Background and aims Globally, codeine is the most‐used opioid. In December 2016, Australia announced that low‐strength codeine (≤ 15 mg) would be re‐scheduled and no longer available for purchase over‐the‐counter; this was implemented in February 2018. We aimed to evaluate the effect of this scheduling change on codeine misuse and use and misuse of other opioids. Design and setting Interrupted time–series analysis of monthly opioid exposure calls to New South Wales Poisons Information Centre (NSWPIC, captures 50% of Australia's poisoning calls), January 2015– January 2019 and monthly national codeine sales, March 2015–March 2019. We incorporated a washout period (January 2017 – January 2018) between the announcement and implementation, when prescriber/consumer behaviour may have been influenced. Participants Intentional opioid overdoses resulting in a call to NSWPIC. Measurements We used linear segmented regression to identify abrupt changes in level and slope of fitted lines. Codeine poisonings and sales were stratified into high strength (> 15 mg per dose unit) and low strength (≤ 15 mg). Only low‐strength formulations were re‐scheduled.
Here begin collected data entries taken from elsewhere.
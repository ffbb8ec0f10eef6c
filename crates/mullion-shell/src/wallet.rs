//! Host wallet-provider seam.

use mullion_proto::WalletState;

/// A wallet currently connected to the host page.
///
/// This is the host-side domain value; [`WalletState`] is the snapshot
/// that crosses the frame boundary.
#[derive(Debug, Clone, PartialEq, Eq)]
pub struct ConnectedWallet {
    /// Account address.
    pub address: String,
    /// Chain the wallet is connected to.
    pub chain_id: String,
    /// Label of the connecting wallet (extension name etc.).
    pub label: Option<String>,
    /// Resolved ENS name, when known.
    pub ens: Option<String>,
    /// Formatted native balance, when known.
    pub balance: Option<String>,
}

impl ConnectedWallet {
    /// Wallet with just the identity fields set.
    pub fn new(address: impl Into<String>, chain_id: impl Into<String>) -> Self {
        Self {
            address: address.into(),
            chain_id: chain_id.into(),
            label: None,
            ens: None,
            balance: None,
        }
    }

    /// The snapshot this wallet crosses the frame boundary as.
    pub fn to_state(&self) -> WalletState {
        let mut state = WalletState::connected(self.address.clone(), self.chain_id.clone());
        state.label.clone_from(&self.label);
        state.ens.clone_from(&self.ens);
        state.balance.clone_from(&self.balance);
        state
    }
}

/// Failure reported by the wallet provider.
#[derive(Debug, thiserror::Error)]
pub enum WalletError {
    /// No wallet is connected.
    #[error("no wallet is connected")]
    NotConnected,

    /// The requested chain is not available in the provider.
    #[error("chain `{0}` is not supported")]
    UnsupportedChain(String),

    /// Provider-specific failure.
    #[error("{0}")]
    Provider(String),
}

/// The host page's wallet-connection provider, as seen by the frame host.
///
/// Implemented by the embedder over its onboarding/provider library. The
/// provider is the single source of truth for connectivity; the frame host
/// never caches a snapshot across ticks.
pub trait WalletProvider {
    /// Currently connected wallet, `None` when disconnected.
    fn snapshot(&self) -> Option<ConnectedWallet>;

    /// Disconnect the current wallet. A no-op when already disconnected.
    fn disconnect(&mut self);

    /// Switch the connected wallet to another chain.
    ///
    /// # Errors
    ///
    /// Returns [`WalletError::NotConnected`] with no wallet, or a
    /// provider-specific failure.
    fn switch_chain(&mut self, chain_id: &str) -> Result<(), WalletError>;

    /// The boundary snapshot for the current connectivity.
    fn wallet_state(&self) -> WalletState {
        match self.snapshot() {
            Some(wallet) => wallet.to_state(),
            None => WalletState::disconnected(),
        }
    }
}
//! Shell-side endpoint of the Mullion cross-frame protocol.
//!
//! The Shell is the host page: it owns the embedded account frame, knows
//! the connected wallet, and owns the address bar. This crate provides the
//! two pieces the host wires together at bootstrap:
//!
//! - [`ShellCommunicator`]: the single mediator between the raw
//!   cross-document transport and typed logic. Inbound values pass an
//!   origin gate, a structural guard, a typed decode, and a version policy
//!   before handlers run; outbound sends stamp the protocol version and
//!   target the configured origin. Every inbound request is guaranteed a
//!   terminal `RESPONSE` - immediately, from a handler, or as a timeout
//!   error from [`ShellCommunicator::tick`].
//! - [`FrameHost`]: owns the frame lifecycle. It computes the frame URL
//!   from router state, pushes wallet snapshots, and registers the
//!   handler group translating Account App messages into calls on the
//!   embedder-implemented [`WalletProvider`] and [`Router`] seams.
//!
//! There is no global communicator: the host constructs one explicitly
//! and hands it to the [`FrameHost`], so tests build a fresh pair per
//! scenario.
#![forbid(unsafe_code)]
#![warn(missing_docs)]

pub mod communicator;
pub mod config;
pub mod frame_url;
pub mod host;
pub mod router;
pub mod wallet;

pub use communicator::{DispatchOutcome, DropReason, Reply, ShellCommunicator, ShellConfig};
pub use config::{ConfigError, HostConfig};
pub use frame_url::{ACCOUNT_PARAM, FrameUrlError};
pub use host::FrameHost;
pub use router::{RouteLocation, Router};
pub use wallet::{ConnectedWallet, WalletError, WalletProvider};
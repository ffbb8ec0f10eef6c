//! Shared endpoint machinery for the Mullion cross-frame protocol.
//!
//! Both protocol endpoints - the Shell communicator and the Account App
//! client - are pure state machines over the same building blocks:
//!
//! - [`FrameTransport`]: the seam over the embedder's cross-document
//!   `postMessage` channel, so production pages and the deterministic test
//!   harness drive identical logic.
//! - [`OriginPolicy`]: the inbound trust gate; messages from origins
//!   outside the policy are rejected before any parsing happens.
//! - [`HandlerRegistry`]: kind-keyed callback registrations with teardown
//!   tokens, ordered delivery, and per-handler error isolation.
//! - [`PendingRequests`]: the correlation-keyed deadline map that turns a
//!   request nobody answered into a definitive timeout instead of a hang.
//! - [`DispatchStats`]: counters for every accept/drop path, the
//!   instrumentation hook a `postMessage` boundary otherwise lacks.
//!
//! Nothing here touches a clock or an event loop. Time enters as
//! [`std::time::Instant`] parameters supplied by the embedder, which keeps
//! every component deterministic under test.
#![forbid(unsafe_code)]
#![warn(missing_docs)]

pub mod origin;
pub mod pending;
pub mod policy;
pub mod registry;
pub mod stats;
pub mod transport;

pub use origin::OriginPolicy;
pub use pending::PendingRequests;
pub use policy::{VersionDecision, VersionPolicy};
pub use registry::{DispatchReport, HandlerError, HandlerId, HandlerRegistry};
pub use stats::DispatchStats;
pub use transport::{FrameTransport, TransportError};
Findings We observed an abrupt −50.8 percentage [95% confidence interval (CI) = −79.0 to −22.6%] level change in monthly codeine‐related poisonings and no change in slope in the 12 months after February 2018. There was no increase in calls to the NSWPIC for high‐strength products, level change: –37.2% (95% CI = −82.3 to 8%) or non‐codeine opioids, level change: –4.4% (95% CI = −33.3 to 24.4%). Overall, the re‐scheduling resulted in a level change in opioid calls of −35.8% calls/month (95% CI = −51.2 to −20.4%). Low‐strength codeine sales decreased by 87.3% (95% CI = −88.5 to −85.9%), with no increase in high‐strength codeine sales in the 14 months following re‐scheduling, −4.0% (95% CI = −19.6 to 14.6%). Conclusions Codeine re‐scheduling in Australia appears to have reduced codeine misuse and sales.